| Work request |
If a line in the data below contains "once", copy it.

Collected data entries

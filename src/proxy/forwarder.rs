use bytes::Bytes;
use tracing::{debug, info, trace};

use crate::error::{Error, Result};
use crate::proxy::connection::{Connection, Incoming};
use crate::proxy::context::Context;
use crate::proxy::latch::{Latch, LatchWatch};
use crate::proxy::target::{ProxyTarget, Target};

/// Owns the single outbound connection of a bridge.
///
/// The target is resolved once, at construction. Requests are written to the
/// upstream verbatim and every chunk the upstream sends back is relayed to the
/// client unmodified, in arrival order. The relay stops reading the upstream
/// while the client's write queue is full.
pub struct Forwarder {
    ctx: Context,
    client: Connection,
    target: Target,
    pending: Bytes,
    upstream: Option<Connection>,
    closed: Latch,
}

impl Forwarder {
    pub fn new(
        ctx: Context,
        client: Connection,
        request: Bytes,
        proxy: &ProxyTarget,
    ) -> Result<Self> {
        let target = Target::resolve(proxy, &request)?;
        Ok(Self {
            ctx,
            client,
            target,
            pending: request,
            upstream: None,
            closed: Latch::new(),
        })
    }

    pub fn target(&self) -> &Target {
        &self.target
    }

    /// Open the outbound connection and start relaying responses.
    ///
    /// Resolves to the forwarder itself so close handling can be wired once
    /// the upstream exists.
    pub async fn connect(mut self) -> Result<Self> {
        let (upstream, incoming) = self.ctx.connect(&self.target).await?;
        info!(client = %self.client.label(), upstream = %self.target, "upstream connected");

        tokio::spawn(relay(incoming, self.client.clone(), self.closed.clone()));
        self.upstream = Some(upstream);
        Ok(self)
    }

    /// Replace the pending request. Anything already sent is unaffected.
    pub fn new_request(&mut self, request: Bytes) {
        self.pending = request;
    }

    /// Write the pending request to the upstream.
    pub fn send_request(&self) -> Result<()> {
        let upstream = self.upstream.as_ref().ok_or(Error::NotConnected)?;
        trace!(upstream = %self.target, bytes = self.pending.len(), "sending request");
        upstream.write(self.pending.clone())
    }

    /// Like [`Forwarder::send_request`], but waits for room in the upstream's
    /// write queue instead of failing.
    pub async fn flush_request(&self) -> Result<()> {
        let upstream = self.upstream.as_ref().ok_or(Error::NotConnected)?;
        trace!(upstream = %self.target, bytes = self.pending.len(), "flushing request");
        upstream.send(self.pending.clone()).await;
        Ok(())
    }

    pub fn close(&self) {
        if let Some(ref upstream) = self.upstream {
            upstream.close();
        }
        if self.closed.fire() {
            debug!(upstream = %self.target, "forwarder closed");
        }
    }

    /// Resolves once the outbound connection has closed. May be taken before
    /// `connect` completes.
    pub fn on_closed(&self) -> LatchWatch {
        self.closed.watch()
    }
}

impl Drop for Forwarder {
    fn drop(&mut self) {
        self.close();
    }
}

async fn relay(mut upstream: Incoming, client: Connection, closed: Latch) {
    while let Some(chunk) = upstream.next_chunk().await {
        trace!(client = %client.label(), bytes = chunk.len(), "relaying response chunk");
        client.send(chunk).await;
    }
    closed.fire();
}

| Answer for this exercise |
/// The target is resolved once, at construction. Requests are written to the
    /// Resolves to the forwarder itself so close handling can be wired once
    /// Resolves once the outbound connection has closed. May be taken before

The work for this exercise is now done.